Informations sur la décision

Contenu de la décision



Décision et motifs

Décision

[1] L’appel est accueilli. Je conclus que la prestataire était justifiée de quitter volontairement son emploi lorsqu’elle l’a fait, car, compte tenu de toutes les circonstances, elle a démontré que son départ constituait la seule solution raisonnable.

Aperçu

[2] La prestataire, K. G., a quitté son emploi pour suivre une formation dans une autre ville. La Commission de l’assurance-emploi du Canada (Commission) a déterminé qu’elle n’était pas admissible à recevoir des prestations, car elle avait volontairement quitté son emploi sans justification. La prestataire a demandé une révision de la décision, car elle avait obtenu l’autorisation de poursuivre une formation du programme de Compétences avec Compétences Î.-P.-É.. La Commission a maintenu sa décision, car la prestataire n’avait pas reçu l’autorisation de quitter son emploi avant de partir de son poste. Je dois déterminer si la prestataire était justifiée de quitter volontairement son emploi.

Questions en litige

[3] Question en litige no 1 : La prestataire a-t-elle volontairement quitté son emploi?
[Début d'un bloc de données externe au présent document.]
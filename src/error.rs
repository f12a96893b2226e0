//! Error types for remix operations.
//!
//! Rendering is total and never fails; only the generation collaborator
//! calls and document I/O produce these errors.

use thiserror::Error;

/// Errors that can occur while generating, regenerating, or loading content.
#[derive(Error, Debug)]
pub enum Error {
    #[error("I/O error: {0}")]
    Io(#[from] std::io::Error),

    #[cfg(feature = "serde")]
    #[error("JSON error: {0}")]
    Json(#[from] serde_json::Error),

    /// The generation collaborator reported a failure.
    #[error("{0}")]
    Generation(String),

    /// The collaborator answered but produced no image bytes.
    #[error("No image was returned for {0}")]
    EmptyImage(String),

    /// A generation request failed validation before being sent.
    #[error("{0}")]
    InvalidRequest(String),
}

impl Error {
    /// Build a generation failure from any displayable message.
    pub fn generation(message: impl Into<String>) -> Self {
        Error::Generation(message.into())
    }
}

pub type Result<T> = std::result::Result<T, Error>;
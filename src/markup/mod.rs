//! Body markup: placeholder tokens, carousel regions, and the block list.
//!
//! A body is plain text with a small line-oriented markdown subset and
//! the placeholder forms described in [`tokens`]. [`parse`] turns it into
//! a list of [`Block`]s that both the export and preview renderers walk.

mod carousel;
mod inline;
mod ir;
mod parse;
pub mod tokens;

pub use carousel::{CarouselRegion, CarouselRegions};
pub use inline::parse_inline;
pub use ir::{Accent, Block, ImageRef, Inline, NoteKind, plain_text};
pub use parse::parse;
pub use tokens::{Located, Token, asset_id_for, contains_tokens, scan, strip_tokens};
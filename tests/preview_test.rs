//! Preview renderer tests.

use remix::markup::Inline;
use remix::model::{AssetId, VisualAsset};
use remix::render::{
    FontChoice, ImageAction, ImageState, PreviewNode, PreviewOptions, render_preview_with,
};
use remix::{Document, render_preview};

const PNG: &[u8] = &[0x89, b'P', b'N', b'G', 0x0D, 0x0A, 0x1A, 0x0A];

fn ready(n: u64, caption: &str) -> VisualAsset {
    VisualAsset::pending(AssetId::numbered(n), caption, format!("prompt {n}")).with_image(PNG)
}

#[test]
fn test_interactive_image_node() {
    let doc = Document::new("Post", "[[IMAGE_1]]").with_visuals(vec![ready(1, "Cat")]);
    let tree = render_preview(&doc);

    assert_eq!(tree.nodes.len(), 1);
    let PreviewNode::Image(image) = &tree.nodes[0] else {
        panic!("expected image node, got {:?}", tree.nodes[0]);
    };
    assert_eq!(image.asset_id.as_str(), "image_1");
    assert_eq!(image.caption, "Cat");
    assert_eq!(image.prompt, "prompt 1");
    assert!(matches!(&image.state, ImageState::Ready { src } if src.starts_with("data:image/png;base64,")));
    assert!(image.actions.contains(&ImageAction::Regenerate));
    assert!(image.actions.contains(&ImageAction::Replace));
    assert!(!image.busy);
}

#[test]
fn test_pending_placeholders() {
    let body = "[[IMAGE_1]]\n\n[[IMAGE_2]]\n\n[[IMAGE_3]]";
    let doc = Document::new("Post", body).with_visuals(vec![
        ready(1, "One"),
        VisualAsset::pending("image_2", "Two", "p2"),
        VisualAsset::pending("image_3", "Three", "p3"),
    ]);
    let tree = render_preview(&doc);

    assert_eq!(tree.images().len(), 3);
    assert_eq!(tree.pending_count(), 2);
}

#[test]
fn test_missing_asset_has_no_node() {
    let doc = Document::new("Post", "Text\n\n[[IMAGE_4]]");
    let tree = render_preview(&doc);

    assert_eq!(tree.nodes.len(), 1);
    assert!(matches!(tree.nodes[0], PreviewNode::Paragraph { .. }));
}

#[test]
fn test_header_is_separate_from_body() {
    let doc = Document::new("Post", "[[IMAGE_1]]").with_visuals(vec![
        VisualAsset::pending(AssetId::header(), "Banner", "banner"),
        ready(1, "One"),
    ]);
    let tree = render_preview(&doc);

    let header = tree.header.as_ref().unwrap();
    assert!(header.asset_id.is_header());
    assert_eq!(header.state, ImageState::Pending);
    assert_eq!(tree.nodes.len(), 1);
    assert_eq!(tree.images().len(), 2);
}

#[test]
fn test_carousel_node() {
    let body = "[[IMAGE_CAROUSEL_START]]\n[[IMAGE_1]]<figcaption>First</figcaption>\n[[IMAGE_2]]\n[[IMAGE_CAROUSEL_END]]";
    let doc = Document::new("Post", body).with_visuals(vec![ready(1, "One"), ready(2, "Two")]);
    let tree = render_preview(&doc);

    assert_eq!(tree.nodes.len(), 1);
    let PreviewNode::Carousel { slides } = &tree.nodes[0] else {
        panic!("expected carousel");
    };
    assert_eq!(slides.len(), 2);
    assert_eq!(slides[0].caption, "First");
    assert_eq!(slides[1].caption, "Two");
}

#[test]
fn test_orphan_tags_are_dropped() {
    let doc = Document::new("Post", "Intro text <prompt-note>loose</prompt-note>\n\n<figcaption>stray</figcaption>");
    let tree = render_preview(&doc);

    assert_eq!(
        tree.nodes,
        vec![PreviewNode::Paragraph {
            content: vec![Inline::Text("Intro text".into())]
        }]
    );
}

#[test]
fn test_attached_tags_stay_on_image() {
    let body = "[[IMAGE_1]]<figcaption>Own caption</figcaption><prompt-note>soft light</prompt-note>";
    let doc = Document::new("Post", body).with_visuals(vec![ready(1, "One")]);
    let tree = render_preview(&doc);

    assert_eq!(tree.nodes.len(), 1);
    let images = tree.images();
    assert_eq!(images[0].caption, "Own caption");
    assert_eq!(images[0].prompt_note.as_deref(), Some("soft light"));
}

#[test]
fn test_heading_content() {
    let doc = Document::new("Post", "## Why **cats**");
    let tree = render_preview(&doc);

    let PreviewNode::Heading { level, content } = &tree.nodes[0] else {
        panic!("expected heading");
    };
    assert_eq!(*level, 2);
    assert_eq!(content[0], Inline::Text("Why ".into()));
    assert!(matches!(content[1], Inline::Strong(_)));
}

#[test]
fn test_busy_flag_and_font() {
    let body = "[[IMAGE_1]]\n\n[[IMAGE_2]]";
    let doc = Document::new("Post", body).with_visuals(vec![ready(1, "One"), ready(2, "Two")]);
    let options = PreviewOptions::new()
        .with_font(FontChoice::Inter)
        .with_regenerating([AssetId::numbered(2)]);
    let tree = render_preview_with(&doc, &options);

    assert_eq!(tree.font_family, "Inter");
    let busy: Vec<bool> = tree.images().iter().map(|i| i.busy).collect();
    assert_eq!(busy, vec![false, true]);
}

#[test]
fn test_duplicate_placeholder_renders_twice() {
    let doc = Document::new("Post", "[[IMAGE_1]]\n\n[[IMAGE_1]]").with_visuals(vec![ready(1, "One")]);
    let tree = render_preview(&doc);

    let images = tree.images();
    assert_eq!(images.len(), 2);
    assert_eq!(images[0].asset_id, images[1].asset_id);
}

#[cfg(feature = "serde")]
#[test]
fn test_preview_json_shape() {
    let doc = Document::new("Post", "[[IMAGE_1]]")
        .with_visuals(vec![VisualAsset::pending("image_1", "Cat", "a cat")]);
    let json = serde_json::to_value(render_preview(&doc)).unwrap();

    let node = &json["nodes"][0];
    assert_eq!(node["kind"], "image");
    assert_eq!(node["state"], "pending");
    assert_eq!(node["assetId"], "image_1");
    assert_eq!(node["actions"], serde_json::json!(["regenerate", "replace"]));
}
[4] Question en litige no 2 : Si tel est le cas, l’appelante était-elle fondée à volontairement quitter son emploi pour aller aux études?

Analyse

[5] Le paragraphe 30(1) de la Loi sur l’assurance-emploi (Loi) prévoit qu’une exclusion du bénéfice des prestations d’AE s’applique à un prestataire qui quitte volontairement son emploi sans justification.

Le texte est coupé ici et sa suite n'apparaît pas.